* _What needs to be done_:
Check each line of the entries for "anyhow" and report the ones that have it.
━━━━━━━━
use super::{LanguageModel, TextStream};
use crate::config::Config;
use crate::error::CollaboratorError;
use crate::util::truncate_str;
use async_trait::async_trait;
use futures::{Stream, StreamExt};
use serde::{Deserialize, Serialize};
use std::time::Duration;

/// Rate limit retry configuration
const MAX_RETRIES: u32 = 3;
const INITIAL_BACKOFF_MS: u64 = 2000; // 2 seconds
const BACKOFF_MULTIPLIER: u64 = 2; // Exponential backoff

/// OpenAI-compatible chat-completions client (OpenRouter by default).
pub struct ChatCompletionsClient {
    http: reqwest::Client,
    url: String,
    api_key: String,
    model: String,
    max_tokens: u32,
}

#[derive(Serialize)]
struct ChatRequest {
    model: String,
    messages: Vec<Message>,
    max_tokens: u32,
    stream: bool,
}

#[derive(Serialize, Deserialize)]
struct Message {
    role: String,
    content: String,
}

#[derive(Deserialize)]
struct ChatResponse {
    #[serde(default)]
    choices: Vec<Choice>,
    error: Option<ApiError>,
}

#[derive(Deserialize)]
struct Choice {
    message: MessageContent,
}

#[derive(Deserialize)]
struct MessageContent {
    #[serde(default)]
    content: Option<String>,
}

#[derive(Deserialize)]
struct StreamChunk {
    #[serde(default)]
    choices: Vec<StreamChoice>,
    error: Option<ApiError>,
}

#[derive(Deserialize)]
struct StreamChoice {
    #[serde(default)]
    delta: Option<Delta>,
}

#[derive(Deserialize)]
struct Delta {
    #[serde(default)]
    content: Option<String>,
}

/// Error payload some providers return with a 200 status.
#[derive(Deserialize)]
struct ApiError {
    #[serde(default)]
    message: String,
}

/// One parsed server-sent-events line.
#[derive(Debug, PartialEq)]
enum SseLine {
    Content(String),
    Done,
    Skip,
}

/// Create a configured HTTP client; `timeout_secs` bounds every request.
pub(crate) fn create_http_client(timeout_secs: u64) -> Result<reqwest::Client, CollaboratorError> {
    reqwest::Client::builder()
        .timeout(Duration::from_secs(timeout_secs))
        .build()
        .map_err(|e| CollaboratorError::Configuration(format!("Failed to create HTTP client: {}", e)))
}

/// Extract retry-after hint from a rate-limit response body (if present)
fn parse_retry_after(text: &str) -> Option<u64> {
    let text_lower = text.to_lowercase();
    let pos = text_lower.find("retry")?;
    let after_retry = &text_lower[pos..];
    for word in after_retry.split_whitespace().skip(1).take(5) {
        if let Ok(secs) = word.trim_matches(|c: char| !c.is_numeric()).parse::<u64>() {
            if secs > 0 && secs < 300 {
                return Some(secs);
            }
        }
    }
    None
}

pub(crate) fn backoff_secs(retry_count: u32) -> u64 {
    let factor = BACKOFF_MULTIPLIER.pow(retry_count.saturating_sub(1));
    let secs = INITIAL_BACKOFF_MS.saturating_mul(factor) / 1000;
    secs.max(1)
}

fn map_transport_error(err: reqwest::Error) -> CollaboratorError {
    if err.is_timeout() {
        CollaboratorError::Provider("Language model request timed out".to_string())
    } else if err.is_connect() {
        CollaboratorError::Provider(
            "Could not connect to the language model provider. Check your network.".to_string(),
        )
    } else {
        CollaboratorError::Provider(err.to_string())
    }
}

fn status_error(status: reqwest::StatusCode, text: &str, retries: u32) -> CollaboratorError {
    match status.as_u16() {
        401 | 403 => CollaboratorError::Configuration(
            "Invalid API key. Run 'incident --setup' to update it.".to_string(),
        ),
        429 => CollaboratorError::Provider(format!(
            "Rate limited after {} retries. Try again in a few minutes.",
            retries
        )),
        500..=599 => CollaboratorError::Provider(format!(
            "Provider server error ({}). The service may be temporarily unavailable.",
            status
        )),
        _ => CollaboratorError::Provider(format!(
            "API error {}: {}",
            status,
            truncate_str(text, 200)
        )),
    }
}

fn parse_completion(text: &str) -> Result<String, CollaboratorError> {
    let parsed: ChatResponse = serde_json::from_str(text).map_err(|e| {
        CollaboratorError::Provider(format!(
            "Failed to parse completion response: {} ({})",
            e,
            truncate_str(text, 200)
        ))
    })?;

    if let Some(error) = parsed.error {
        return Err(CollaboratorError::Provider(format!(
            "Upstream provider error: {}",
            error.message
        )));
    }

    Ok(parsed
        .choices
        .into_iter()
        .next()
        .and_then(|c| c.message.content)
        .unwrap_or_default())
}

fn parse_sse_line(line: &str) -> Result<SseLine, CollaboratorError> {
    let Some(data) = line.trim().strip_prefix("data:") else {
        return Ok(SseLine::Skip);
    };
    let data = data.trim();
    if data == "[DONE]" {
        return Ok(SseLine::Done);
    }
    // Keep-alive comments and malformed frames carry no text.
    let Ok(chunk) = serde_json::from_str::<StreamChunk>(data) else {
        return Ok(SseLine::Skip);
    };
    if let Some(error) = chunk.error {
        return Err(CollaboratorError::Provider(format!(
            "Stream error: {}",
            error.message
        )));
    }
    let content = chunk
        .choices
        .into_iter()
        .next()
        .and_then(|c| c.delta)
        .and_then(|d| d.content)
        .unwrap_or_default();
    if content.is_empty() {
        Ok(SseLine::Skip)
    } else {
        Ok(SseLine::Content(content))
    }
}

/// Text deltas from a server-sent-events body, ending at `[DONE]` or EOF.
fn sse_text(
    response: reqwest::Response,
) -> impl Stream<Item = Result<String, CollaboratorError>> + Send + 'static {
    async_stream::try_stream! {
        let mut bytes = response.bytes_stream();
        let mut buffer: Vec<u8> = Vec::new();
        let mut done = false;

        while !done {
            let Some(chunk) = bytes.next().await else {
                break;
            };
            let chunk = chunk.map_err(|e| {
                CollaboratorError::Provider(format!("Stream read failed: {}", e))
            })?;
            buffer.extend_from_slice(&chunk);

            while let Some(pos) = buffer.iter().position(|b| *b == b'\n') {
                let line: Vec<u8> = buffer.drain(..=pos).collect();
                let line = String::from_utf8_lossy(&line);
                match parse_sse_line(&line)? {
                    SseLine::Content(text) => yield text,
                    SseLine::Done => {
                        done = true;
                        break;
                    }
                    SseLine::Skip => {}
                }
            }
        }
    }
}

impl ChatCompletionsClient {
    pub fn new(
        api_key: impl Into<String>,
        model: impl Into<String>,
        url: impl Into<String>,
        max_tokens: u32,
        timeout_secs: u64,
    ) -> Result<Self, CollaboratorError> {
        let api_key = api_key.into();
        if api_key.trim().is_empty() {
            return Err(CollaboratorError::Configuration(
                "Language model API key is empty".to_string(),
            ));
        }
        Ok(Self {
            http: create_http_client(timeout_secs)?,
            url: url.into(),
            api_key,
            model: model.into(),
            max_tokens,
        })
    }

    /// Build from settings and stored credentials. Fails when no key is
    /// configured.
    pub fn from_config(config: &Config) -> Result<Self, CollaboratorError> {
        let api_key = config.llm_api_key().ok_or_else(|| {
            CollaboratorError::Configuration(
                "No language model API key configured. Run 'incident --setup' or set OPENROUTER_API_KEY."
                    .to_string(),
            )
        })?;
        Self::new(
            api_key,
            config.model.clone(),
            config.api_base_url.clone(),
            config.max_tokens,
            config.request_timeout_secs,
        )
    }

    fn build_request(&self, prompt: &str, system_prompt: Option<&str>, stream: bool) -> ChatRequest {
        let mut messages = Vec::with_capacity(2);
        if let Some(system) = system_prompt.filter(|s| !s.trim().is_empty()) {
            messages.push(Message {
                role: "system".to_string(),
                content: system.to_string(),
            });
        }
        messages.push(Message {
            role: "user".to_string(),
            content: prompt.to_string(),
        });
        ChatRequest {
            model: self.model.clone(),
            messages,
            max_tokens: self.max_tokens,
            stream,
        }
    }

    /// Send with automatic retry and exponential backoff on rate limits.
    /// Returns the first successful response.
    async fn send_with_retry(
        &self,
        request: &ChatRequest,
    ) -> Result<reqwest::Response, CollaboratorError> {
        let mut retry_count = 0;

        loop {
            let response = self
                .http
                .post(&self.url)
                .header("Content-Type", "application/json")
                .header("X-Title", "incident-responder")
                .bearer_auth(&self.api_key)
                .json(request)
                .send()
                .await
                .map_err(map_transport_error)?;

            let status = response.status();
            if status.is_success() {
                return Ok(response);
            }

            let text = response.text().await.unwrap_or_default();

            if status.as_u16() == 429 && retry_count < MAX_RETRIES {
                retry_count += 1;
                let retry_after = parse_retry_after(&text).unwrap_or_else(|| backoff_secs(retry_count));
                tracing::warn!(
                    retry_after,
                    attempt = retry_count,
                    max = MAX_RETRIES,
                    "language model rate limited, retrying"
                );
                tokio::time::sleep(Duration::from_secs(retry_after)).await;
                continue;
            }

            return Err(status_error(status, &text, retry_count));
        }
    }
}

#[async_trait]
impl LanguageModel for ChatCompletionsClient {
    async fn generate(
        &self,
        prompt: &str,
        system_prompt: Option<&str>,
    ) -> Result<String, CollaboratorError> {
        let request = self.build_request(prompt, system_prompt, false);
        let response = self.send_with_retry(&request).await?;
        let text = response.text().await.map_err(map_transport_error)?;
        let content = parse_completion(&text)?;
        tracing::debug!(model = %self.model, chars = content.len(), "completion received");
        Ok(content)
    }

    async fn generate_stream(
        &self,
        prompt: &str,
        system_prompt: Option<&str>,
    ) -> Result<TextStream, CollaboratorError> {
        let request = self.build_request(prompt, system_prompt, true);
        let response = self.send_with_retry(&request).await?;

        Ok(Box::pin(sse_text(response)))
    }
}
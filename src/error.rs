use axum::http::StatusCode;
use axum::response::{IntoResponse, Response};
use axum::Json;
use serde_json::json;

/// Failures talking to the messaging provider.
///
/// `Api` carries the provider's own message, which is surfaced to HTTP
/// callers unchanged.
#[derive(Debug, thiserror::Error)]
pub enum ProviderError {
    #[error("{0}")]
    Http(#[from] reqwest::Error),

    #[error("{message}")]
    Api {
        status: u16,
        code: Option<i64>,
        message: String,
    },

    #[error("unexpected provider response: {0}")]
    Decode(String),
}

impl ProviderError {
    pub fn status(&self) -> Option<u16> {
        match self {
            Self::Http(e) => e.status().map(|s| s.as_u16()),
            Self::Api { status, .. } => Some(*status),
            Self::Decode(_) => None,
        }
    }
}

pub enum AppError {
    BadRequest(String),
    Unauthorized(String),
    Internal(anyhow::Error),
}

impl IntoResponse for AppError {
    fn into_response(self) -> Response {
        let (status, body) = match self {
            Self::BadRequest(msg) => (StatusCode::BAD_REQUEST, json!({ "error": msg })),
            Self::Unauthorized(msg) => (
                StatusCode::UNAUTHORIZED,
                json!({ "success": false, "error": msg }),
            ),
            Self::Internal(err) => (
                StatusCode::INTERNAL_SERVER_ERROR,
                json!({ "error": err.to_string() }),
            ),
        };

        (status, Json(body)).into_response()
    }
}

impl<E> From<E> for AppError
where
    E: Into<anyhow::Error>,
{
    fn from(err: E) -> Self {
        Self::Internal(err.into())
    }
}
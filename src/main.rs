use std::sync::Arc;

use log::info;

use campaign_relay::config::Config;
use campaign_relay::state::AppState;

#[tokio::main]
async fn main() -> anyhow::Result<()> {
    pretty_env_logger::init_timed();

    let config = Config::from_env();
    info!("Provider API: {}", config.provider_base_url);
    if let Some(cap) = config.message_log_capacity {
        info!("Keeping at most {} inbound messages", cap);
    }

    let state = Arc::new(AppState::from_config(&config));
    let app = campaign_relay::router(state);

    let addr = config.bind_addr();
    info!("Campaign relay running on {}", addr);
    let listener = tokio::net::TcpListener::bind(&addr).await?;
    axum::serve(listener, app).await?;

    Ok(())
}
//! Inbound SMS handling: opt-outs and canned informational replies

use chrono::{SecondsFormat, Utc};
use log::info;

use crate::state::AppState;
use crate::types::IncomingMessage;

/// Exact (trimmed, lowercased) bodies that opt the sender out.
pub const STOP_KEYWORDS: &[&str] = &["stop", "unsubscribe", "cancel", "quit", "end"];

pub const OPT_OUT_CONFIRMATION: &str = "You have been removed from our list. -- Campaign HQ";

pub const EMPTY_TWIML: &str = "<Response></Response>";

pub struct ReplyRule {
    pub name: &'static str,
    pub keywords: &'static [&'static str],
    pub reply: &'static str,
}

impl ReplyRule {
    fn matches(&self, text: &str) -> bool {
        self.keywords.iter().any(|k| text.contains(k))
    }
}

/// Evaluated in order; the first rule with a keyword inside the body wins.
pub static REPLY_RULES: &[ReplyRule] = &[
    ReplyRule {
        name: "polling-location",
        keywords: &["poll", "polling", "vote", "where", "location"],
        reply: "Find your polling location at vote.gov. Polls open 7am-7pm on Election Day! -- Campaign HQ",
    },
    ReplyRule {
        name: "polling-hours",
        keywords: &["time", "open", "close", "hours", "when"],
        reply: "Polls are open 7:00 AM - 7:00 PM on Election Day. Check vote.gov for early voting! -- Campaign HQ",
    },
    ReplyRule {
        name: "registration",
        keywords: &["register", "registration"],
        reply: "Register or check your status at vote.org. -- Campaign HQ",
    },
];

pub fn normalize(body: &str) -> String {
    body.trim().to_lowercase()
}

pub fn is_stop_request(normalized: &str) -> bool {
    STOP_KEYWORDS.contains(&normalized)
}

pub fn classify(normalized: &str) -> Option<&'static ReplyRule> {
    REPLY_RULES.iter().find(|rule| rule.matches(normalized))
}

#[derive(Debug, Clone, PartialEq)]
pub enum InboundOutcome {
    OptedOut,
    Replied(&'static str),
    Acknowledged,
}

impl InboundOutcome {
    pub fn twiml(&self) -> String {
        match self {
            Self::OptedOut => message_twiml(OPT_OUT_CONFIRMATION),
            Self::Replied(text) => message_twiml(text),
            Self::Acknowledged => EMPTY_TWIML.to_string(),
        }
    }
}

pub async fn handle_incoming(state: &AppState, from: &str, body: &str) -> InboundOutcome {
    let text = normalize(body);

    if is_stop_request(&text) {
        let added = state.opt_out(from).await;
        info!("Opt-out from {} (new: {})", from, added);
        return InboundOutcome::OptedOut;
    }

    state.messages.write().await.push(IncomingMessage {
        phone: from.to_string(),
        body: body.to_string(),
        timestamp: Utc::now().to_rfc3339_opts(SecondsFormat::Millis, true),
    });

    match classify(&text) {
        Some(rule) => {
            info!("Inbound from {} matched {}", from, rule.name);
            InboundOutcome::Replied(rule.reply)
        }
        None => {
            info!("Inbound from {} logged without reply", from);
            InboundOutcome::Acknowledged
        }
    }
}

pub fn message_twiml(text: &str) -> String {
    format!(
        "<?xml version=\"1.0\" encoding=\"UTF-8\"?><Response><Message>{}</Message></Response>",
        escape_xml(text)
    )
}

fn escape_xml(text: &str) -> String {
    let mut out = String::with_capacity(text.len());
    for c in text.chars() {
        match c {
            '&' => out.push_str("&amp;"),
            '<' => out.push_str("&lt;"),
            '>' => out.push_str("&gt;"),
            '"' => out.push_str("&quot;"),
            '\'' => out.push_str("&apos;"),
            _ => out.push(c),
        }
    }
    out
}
━━━━━━━━
* _Result_:
    Internal(anyhow::Error),
    E: Into<anyhow::Error>,
async fn main() -> anyhow::Result<()> {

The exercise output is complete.